И почему Ми всё говорит о сказке? Неужели только потому, что определила меня исключительно как сказочника и приспосабливается к моему пониманию?
Пока всё-таки не очень понятно, умер я или всё-таки не умер, как намекает Ми. А если не умер – как, кто и когда будет меня возвращать обратно? Честно говоря, я был бы вовсе не против.
И почему я вообще здесь очутился? Вряд ли по ошибке, раз у меня персональная встречательница и проводительница. Но тогда почему?..
Не то чтобы меня это страшно беспокоило – всё-таки не напрасно всегда любил философствовать. Скорее, был как-то взбудоражен. И оставался настороже, потому что не мог пока увязать все впечатления друг с другом. Как перетряхнулось всё в голове при падении, так и здесь продолжалось перетряхивание.
В земной жизни, когда читаешь всякие умные книги и пробуешь размышлять на темы мироустройства, легче воображать иные миры и жизнь после смерти. Теперь, среди странной и загадочной очевидности, не всегда сходились концы с концами. А новые впечатления продолжали наслаиваться друг на друга…
Прогулка без устали
Нашу прогулку точнее было бы назвать путешествием… если бы она происходила на Земле. Но она происходила здесь, в удивительном Саду, полном Тайны.

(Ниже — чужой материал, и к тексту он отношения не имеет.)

//! Axum route handlers for candidates: account creation and CV upload.

use axum::{
    extract::{Multipart, Path, State},
    http::StatusCode,
    Json,
};
use serde::{Deserialize, Serialize};
use tracing::info;
use uuid::Uuid;

use crate::errors::AppError;
use crate::models::candidate::CandidateRow;
use crate::state::AppState;

const ALLOWED_CV_CONTENT_TYPES: &[&str] = &["application/pdf", "text/plain"];

#[derive(Debug, Deserialize)]
pub struct CreateCandidateRequest {
    pub name: String,
    pub email: String,
}

#[derive(Debug, Serialize)]
pub struct CvUploadResponse {
    pub message: String,
    pub cv_key: String,
}

/// POST /api/v1/candidates
pub async fn handle_create_candidate(
    State(state): State<AppState>,
    Json(request): Json<CreateCandidateRequest>,
) -> Result<(StatusCode, Json<CandidateRow>), AppError> {
    if request.name.trim().is_empty() || request.email.trim().is_empty() {
        return Err(AppError::Validation(
            "name and email cannot be empty".to_string(),
        ));
    }

    let candidate: CandidateRow = sqlx::query_as(
        "INSERT INTO candidates (id, name, email) VALUES ($1, $2, $3) RETURNING *",
    )
    .bind(Uuid::new_v4())
    .bind(request.name.trim())
    .bind(request.email.trim())
    .fetch_one(&state.db)
    .await
    .map_err(|e| {
        let err = AppError::from(e);
        if err.is_unique_violation() {
            AppError::Validation("A candidate with this email already exists".to_string())
        } else {
            err
        }
    })?;

    Ok((StatusCode::CREATED, Json(candidate)))
}

/// GET /api/v1/candidates/:id
pub async fn handle_get_candidate(
    State(state): State<AppState>,
    Path(candidate_id): Path<Uuid>,
) -> Result<Json<CandidateRow>, AppError> {
    let candidate: CandidateRow = sqlx::query_as("SELECT * FROM candidates WHERE id = $1")
        .bind(candidate_id)
        .fetch_optional(&state.db)
        .await?
        .ok_or_else(|| AppError::NotFound(format!("Candidate {candidate_id} not found")))?;

    Ok(Json(candidate))
}

/// PUT /api/v1/candidates/:id/cv
///
/// Multipart CV upload (field `cv`, PDF or plain text). Stores the document
/// in the CV store and replaces the candidate's `cv_key` — a candidate has at
/// most one CV at a time.
pub async fn handle_upload_cv(
    State(state): State<AppState>,
    Path(candidate_id): Path<Uuid>,
    mut multipart: Multipart,
) -> Result<Json<CvUploadResponse>, AppError> {
    let candidate: CandidateRow = sqlx::query_as("SELECT * FROM candidates WHERE id = $1")
        .bind(candidate_id)
        .fetch_optional(&state.db)
        .await?
        .ok_or_else(|| AppError::NotFound(format!("Candidate {candidate_id} not found")))?;

    let mut upload: Option<(String, bytes::Bytes)> = None;

    while let Some(field) = multipart
        .next_field()
        .await
        .map_err(|e| AppError::Validation(format!("invalid multipart body: {e}")))?
    {
        if field.name() != Some("cv") {
            continue;
        }

        let content_type = field.content_type().unwrap_or_default().to_string();
        if !ALLOWED_CV_CONTENT_TYPES.contains(&content_type.as_str()) {
            return Err(AppError::Validation(
                "Unsupported file type. Use PDF or TXT.".to_string(),
            ));
        }

        let file_name = field.file_name().unwrap_or("cv").to_string();
        let bytes = field
            .bytes()
            .await
            .map_err(|e| AppError::Validation(format!("failed to read upload: {e}")))?;

        upload = Some((file_name, bytes));
        break;
    }

    let (file_name, bytes) = upload
        .ok_or_else(|| AppError::Validation("No 'cv' file field provided".to_string()))?;

    if bytes.is_empty() {
        return Err(AppError::Validation("Uploaded file is empty".to_string()));
    }

    let extension = file_name.rsplit('.').next().unwrap_or("txt");
    let cv_key = format!("cv-{}.{}", slugify(&candidate.name), extension);

    state.cv_store.put(&cv_key, bytes).await?;

    sqlx::query("UPDATE candidates SET cv_key = $1 WHERE id = $2")
        .bind(&cv_key)
        .bind(candidate.id)
        .execute(&state.db)
        .await?;

    info!("CV uploaded for candidate {}: {}", candidate.id, cv_key);

    Ok(Json(CvUploadResponse {
        message: "CV uploadé avec succès".to_string(),
        cv_key,
    }))
}

/// Lowercase, spaces to dashes, anything outside [a-z0-9-] dropped.
fn slugify(name: &str) -> String {
    let mut slug = String::with_capacity(name.len());
    for c in name.to_lowercase().chars() {
        if c.is_whitespace() {
            slug.push('-');
        } else if c.is_ascii_alphanumeric() || c == '-' {
            slug.push(c);
        }
    }
    if slug.is_empty() {
        "candidat".to_string()
    } else {
        slug
    }
}
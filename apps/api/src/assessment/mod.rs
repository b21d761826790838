pub mod generator;
pub mod grading;
pub mod handlers;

Здесь не было непроходимых чащ. А всего остального было немерено.
Дружелюбные леса и гостеприимные рощи. Ручейки, ручьи и реки. Холмы и горы с водопадами. А когда я заметил ещё и парочку гейзеров, не смог удержаться:
– «Всюду звонкие вольные воды, реки, гейзеры, водопады…»
– «Распевают в полдень песнь свободы, ночью пламенеют, как лампады…» – охотно подхватила Ми.
– У вас тут тоже пламенеют? – осведомился я.
– Это же Гумилёв про звезду Венеру, а не про наш Сад, который в его стихотворение и не вместился бы.
Я сдержанно проворчал:
– Хорошо, что Венера вместилась…
– Да ладно, не обижайся за Гумилёва. Я тоже его стихи люблю. Но здесь ведь всё по-особому!.. Гляди, что покажу, – и Ми поманила меня в глубь леса.
Идя за ней, я вскоре почувствовал притягательный аромат. Мы вышли на полянку, где раскинулся громадный цветок, который мне был хорошо известен, хотя я никогда его не встречал. Красные пятнистые лепестки вокруг уходящей внутрь сердцевины… вот только запах должен быть совсем другим – ужасным, а не прекрасным.
– Это здешняя раффлезия, – гордо сказала Ми. – Правда, замечательный аромат? Это она сама старается.
– Надо же! – удивился я. – Читал, что к ней порою в противогазе подходят: такой невыносимый запах… у нас, на Земле…
Нередко видели мы птиц и самых разных животных. Но я уже сам мог сообразить, что любое существо могло быть чьим-то любимцем – и потому попасть в этот сказочный Сад. А может быть, жило здесь изначально… Даже спрашивать ни к чему.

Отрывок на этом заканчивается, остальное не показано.